Définition de l’interventionnisme : « L'interventionnisme est une politique par laquelle l'État participe à l'économie du pays quand cela lui apparaît nécessaire pour protéger les intérêts des citoyens ou y développer des aspects de l'économie ou du social. On parle également d'interventionnisme lorsqu'un État s'ingère dans un conflit armé, de manière à y remédier. C'est aussi la théorie ou la doctrine politique selon laquelle l'Etat doit intervenir dans le secteur de l'économie. Apparu avec l'avènement des Etats modernes, l'interventionnisme s'est nettement effacé au cours du XIX siècle face au libéralisme, pour se développer à nouveau au cours du XXe siècle, se situant à un niveau intermédiaire entre le socialisme et le libéralisme ». Comme on le voit, par devers Gauchet l’inepte, la notion d’interventionnisme est très inquiétante et suppose la guerre. Gauchet a raison par ailleurs de rappeler l’ambiguïté de l'interventionnisme économique, qui était en net recul depuis la fin du XXe siècle avec le développement de l'ultralibéralisme et après la chute de l'URSS, mais qui est redevenu le credo de tous les gouvernements. C’est très intéressant, quoique comme il l’avoue lui-même il n’est pas assez calé sur la question pour en tirer les conséquences. Cela signifie pourtant simplement que les Etats sont en permanence en alerte sur les conséquences délétères de leurs politiques anti-sociales, et qu’ils jouent encore une variante de la comédie du « Welfare State » avec des mesurettes d’assistance, des promesses de protéger les « citoyens » en général sans que cela ne diminue la paupérisation et l’enflure du chômage. Ce mauvais économiste et piètre politique prend l’exemple type de la faillite du système : la retraite. Dans son langage abscons de philosophe, avec cet air de ne pas y toucher, une « bonne retraite » serait à la fois le seul espoir des masses et la « garantie d’une solidarisation avec les pouvoirs en place »[4]. Or la question des retraites est un aspect potentiellement révolutionnaire dans la mesure où elle touche, non pas à l’avenir de tel ou tel, de telle catégorie ou de telle autre, mais renvoie à l’absence d’avenir de ce système « en fin de cycle » !
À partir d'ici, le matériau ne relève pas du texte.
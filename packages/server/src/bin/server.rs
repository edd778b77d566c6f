//! Realtime messaging and game-room server.
//!
//! Run with:
//! ```not_rust
//! UNDERTOW_STORE=memory cargo run --bin undertow-server
//! UNDERTOW_STORE_URL=redis://127.0.0.1:6379 cargo run --bin undertow-server -- --host 0.0.0.0 --port 3000
//! ```

use std::sync::Arc;

use async_trait::async_trait;
use clap::Parser;
use undertow_server::{
    Config, MemoryOutcomeStore, MemoryStore, MembershipProvider, Notifier, RealtimeCore,
    RedisStore, SharedStore, StoreConfig,
    error::CollabError,
    logger::setup_logger,
    ui::Server,
};
use undertow_shared::UserId;

#[derive(Parser, Debug)]
#[command(name = "undertow-server")]
#[command(about = "Realtime messaging, presence, and game-room server", long_about = None)]
struct Args {
    /// Host address to bind the server to
    #[arg(short = 'H', long, default_value = "127.0.0.1")]
    host: String,

    /// Port number to bind the server to
    #[arg(short = 'p', long, default_value = "8080")]
    port: u16,
}

/// Standalone-mode membership: every online user shares every
/// conversation. A host application embedding the core replaces this
/// with its real conversation data.
struct OnlineUsersMembership {
    store: Arc<dyn SharedStore>,
}

#[async_trait]
impl MembershipProvider for OnlineUsersMembership {
    async fn conversation_members(
        &self,
        _conversation_id: u64,
    ) -> Result<Vec<UserId>, CollabError> {
        let members = self
            .store
            .set_members("ws:online_users")
            .await
            .map_err(|err| CollabError::Membership(err.to_string()))?;
        Ok(members
            .iter()
            .filter_map(|id| id.parse().ok().map(UserId))
            .collect())
    }
}

#[tokio::main]
async fn main() {
    setup_logger(env!("CARGO_BIN_NAME"), "info");

    let args = Args::parse();

    let config = match Config::from_env() {
        Ok(config) => config,
        Err(err) => {
            tracing::error!(%err, "invalid configuration");
            std::process::exit(2);
        }
    };

    let (store, notifier): (Arc<dyn SharedStore>, Arc<Notifier>) = match &config.store {
        StoreConfig::Redis { url } => {
            let client = match redis::Client::open(url.as_str()) {
                Ok(client) => client,
                Err(err) => {
                    tracing::error!(%err, "invalid store url");
                    std::process::exit(2);
                }
            };
            let store = match RedisStore::connect(url).await {
                Ok(store) => store,
                Err(err) => {
                    tracing::error!(%err, "cannot reach the shared store");
                    std::process::exit(2);
                }
            };
            (Arc::new(store), Notifier::redis(client))
        }
        StoreConfig::Memory => {
            tracing::warn!("in-memory store configured: single-process mode");
            (Arc::new(MemoryStore::new()), Notifier::local())
        }
    };

    let membership = Arc::new(OnlineUsersMembership {
        store: Arc::clone(&store),
    });
    let outcomes = Arc::new(MemoryOutcomeStore::new());

    let core = RealtimeCore::new(config, store, notifier, membership, outcomes);
    let server = Server::new(core);

    match server.run(args.host, args.port).await {
        Ok(true) => {}
        Ok(false) => std::process::exit(1),
        Err(err) => {
            tracing::error!(%err, "server error");
            std::process::exit(1);
        }
    }
}
//! Online/offline tracking with a grace period.
//!
//! A user is online while they have at least one registered connection.
//! When the last connection drops, the offline transition is deferred by
//! a grace timer so a page reload or network blip never produces an
//! offline/online flap. Local state is mirrored into the shared store
//! (membership set plus a per-user last-seen key with a TTL) so sibling
//! processes and HTTP-side collaborators can answer "who is online".
//!
//! Store writes are best-effort: a store outage degrades cross-process
//! visibility but never blocks or disconnects local traffic.

use std::collections::{HashMap, HashSet};
use std::sync::{Arc, Mutex};
use std::time::Duration;

use tokio::task::JoinHandle;
use undertow_shared::UserId;
use undertow_shared::protocol::PresenceStatus;

use crate::error::ConnectionLimitError;
use crate::store::SharedStore;

const ONLINE_USERS_KEY: &str = "ws:online_users";

fn last_seen_key(user_id: UserId) -> String {
    format!("ws:last_seen:{}", user_id.0)
}

type TransitionListener = Box<dyn Fn(UserId, PresenceStatus) + Send + Sync>;

#[derive(Default)]
struct State {
    /// Live connection count per user.
    counts: HashMap<u64, usize>,
    /// Users currently considered online (grace timer not yet fired).
    online: HashSet<u64>,
    /// Pending offline timers, aborted when the user reconnects.
    grace_timers: HashMap<u64, JoinHandle<()>>,
}

pub struct PresenceManager {
    store: Arc<dyn SharedStore>,
    grace: Duration,
    ttl: Duration,
    max_connections_per_user: usize,
    state: Mutex<State>,
    listeners: Mutex<Vec<TransitionListener>>,
}

impl PresenceManager {
    pub fn new(
        store: Arc<dyn SharedStore>,
        grace: Duration,
        ttl: Duration,
        max_connections_per_user: usize,
    ) -> Arc<Self> {
        Arc::new(Self {
            store,
            grace,
            ttl,
            max_connections_per_user,
            state: Mutex::new(State::default()),
            listeners: Mutex::new(Vec::new()),
        })
    }

    /// Registers a callback fired on every online/offline transition.
    /// Listeners run outside the presence lock.
    pub fn on_transition(
        &self,
        listener: impl Fn(UserId, PresenceStatus) + Send + Sync + 'static,
    ) {
        self.listeners
            .lock()
            .expect("presence lock poisoned")
            .push(Box::new(listener));
    }

    /// Accounts for a new connection. Rejects when the user is already
    /// at their connection limit; a rejected registration changes no
    /// state. A reconnect within the grace period cancels the pending
    /// offline transition, so no flap is observed.
    pub fn register(self: &Arc<Self>, user_id: UserId) -> Result<(), ConnectionLimitError> {
        let came_online = {
            let mut state = self.state.lock().expect("presence lock poisoned");
            let count = state.counts.get(&user_id.0).copied().unwrap_or(0);
            if count >= self.max_connections_per_user {
                return Err(ConnectionLimitError {
                    user_id,
                    limit: self.max_connections_per_user,
                });
            }
            state.counts.insert(user_id.0, count + 1);
            if let Some(timer) = state.grace_timers.remove(&user_id.0) {
                timer.abort();
            }
            state.online.insert(user_id.0)
        };

        if came_online {
            self.notify(user_id, PresenceStatus::Online);
        }
        self.spawn_touch(user_id);
        Ok(())
    }

    /// Accounts for a closed connection. The last connection arms the
    /// grace timer instead of going offline immediately.
    pub fn unregister(self: &Arc<Self>, user_id: UserId) {
        let mut state = self.state.lock().expect("presence lock poisoned");
        let count = match state.counts.get(&user_id.0).copied() {
            Some(n) if n > 0 => n - 1,
            _ => return,
        };
        if count > 0 {
            state.counts.insert(user_id.0, count);
            return;
        }
        state.counts.remove(&user_id.0);

        let manager = Arc::clone(self);
        // The grace deadline counts from the disconnect itself, not from
        // whenever the timer task first runs.
        let deadline = tokio::time::Instant::now() + self.grace;
        let timer = tokio::spawn(async move {
            tokio::time::sleep_until(deadline).await;
            manager.declare_offline(user_id);
        });
        if let Some(previous) = state.grace_timers.insert(user_id.0, timer) {
            previous.abort();
        }
    }

    fn declare_offline(self: &Arc<Self>, user_id: UserId) {
        let went_offline = {
            let mut state = self.state.lock().expect("presence lock poisoned");
            state.grace_timers.remove(&user_id.0);
            if state.counts.contains_key(&user_id.0) {
                return;
            }
            state.online.remove(&user_id.0)
        };
        if !went_offline {
            return;
        }

        self.notify(user_id, PresenceStatus::Offline);
        let store = Arc::clone(&self.store);
        tokio::spawn(async move {
            if let Err(err) = store
                .set_remove(ONLINE_USERS_KEY, &user_id.0.to_string())
                .await
            {
                tracing::warn!(user_id = %user_id, %err, "presence offline mirror failed");
            }
            // The last-seen key is left to expire on its own TTL.
        });
    }

    /// Refreshes the user's mirrored presence. Called on registration
    /// and on every heartbeat pong.
    pub async fn touch(&self, user_id: UserId) {
        let member = user_id.0.to_string();
        if let Err(err) = self.store.set_add(ONLINE_USERS_KEY, &member).await {
            tracing::warn!(user_id = %user_id, %err, "presence set mirror failed");
            return;
        }
        if let Err(err) = self
            .store
            .set_with_ttl(&last_seen_key(user_id), &member, self.ttl)
            .await
        {
            tracing::warn!(user_id = %user_id, %err, "presence last-seen mirror failed");
        }
    }

    fn spawn_touch(self: &Arc<Self>, user_id: UserId) {
        let manager = Arc::clone(self);
        tokio::spawn(async move {
            manager.touch(user_id).await;
        });
    }

    /// Local view first; falls back to the shared store so users served
    /// by a sibling process still report online.
    pub async fn is_online(&self, user_id: UserId) -> bool {
        if self.is_online_local(user_id) {
            return true;
        }
        self.store
            .exists(&last_seen_key(user_id))
            .await
            .unwrap_or(false)
    }

    pub fn is_online_local(&self, user_id: UserId) -> bool {
        self.state
            .lock()
            .expect("presence lock poisoned")
            .online
            .contains(&user_id.0)
    }

    /// Every user currently online across all processes, per the shared
    /// store's membership set.
    pub async fn online_user_ids(&self) -> Vec<UserId> {
        let members = match self.store.set_members(ONLINE_USERS_KEY).await {
            Ok(members) => members,
            Err(err) => {
                tracing::warn!(%err, "online set read failed, using local view");
                let state = self.state.lock().expect("presence lock poisoned");
                return state.online.iter().map(|id| UserId(*id)).collect();
            }
        };
        members
            .iter()
            .filter_map(|m| m.parse().ok().map(UserId))
            .collect()
    }

    pub fn connection_count(&self, user_id: UserId) -> usize {
        self.state
            .lock()
            .expect("presence lock poisoned")
            .counts
            .get(&user_id.0)
            .copied()
            .unwrap_or(0)
    }

    /// Sweeps the shared membership set, evicting users whose last-seen
    /// key has expired (crashed process, dead socket never unregistered).
    pub async fn reap_stale(&self) {
        let members = match self.store.set_members(ONLINE_USERS_KEY).await {
            Ok(members) => members,
            Err(err) => {
                tracing::warn!(%err, "presence reaper sweep skipped");
                return;
            }
        };
        for member in members {
            let Ok(id) = member.parse::<u64>() else {
                let _ = self.store.set_remove(ONLINE_USERS_KEY, &member).await;
                continue;
            };
            // A user live on this process gets their key refreshed
            // instead of being evicted.
            if self.is_online_local(UserId(id)) {
                self.touch(UserId(id)).await;
                continue;
            }
            match self.store.exists(&last_seen_key(UserId(id))).await {
                Ok(true) => {}
                Ok(false) => {
                    tracing::debug!(user_id = id, "reaping stale presence entry");
                    let _ = self.store.set_remove(ONLINE_USERS_KEY, &member).await;
                }
                Err(err) => {
                    tracing::warn!(user_id = id, %err, "presence reaper check failed");
                }
            }
        }
    }

    /// Runs [`reap_stale`](Self::reap_stale) on an interval until the
    /// shutdown signal flips.
    pub fn spawn_reaper(
        self: &Arc<Self>,
        interval: Duration,
        mut shutdown: tokio::sync::watch::Receiver<bool>,
    ) -> JoinHandle<()> {
        let manager = Arc::clone(self);
        tokio::spawn(async move {
            let mut ticker = tokio::time::interval(interval);
            ticker.set_missed_tick_behavior(tokio::time::MissedTickBehavior::Skip);
            loop {
                tokio::select! {
                    _ = ticker.tick() => manager.reap_stale().await,
                    _ = shutdown.changed() => {
                        if *shutdown.borrow() {
                            break;
                        }
                    }
                }
            }
        })
    }

    fn notify(&self, user_id: UserId, status: PresenceStatus) {
        let listeners = self.listeners.lock().expect("presence lock poisoned");
        for listener in listeners.iter() {
            listener(user_id, status);
        }
    }
}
La deuxième idée que pose notre philosophe vigilant pour ses maîtres est « la délégitimation des élites et le repli sur le privé », qui lui permet de révéler son inquiétude : « nous manquons d’indicateurs pour mesurer un tel phénomène » lequel se caractérise par « la désaffection à l’égard de l’engagement politique mais aussi de l’implication politique la plus élémentaires », et, le repli sur le privé n’en est pas moins troublant car « il peut être aussi bien l’occasion d’une protestation violente ».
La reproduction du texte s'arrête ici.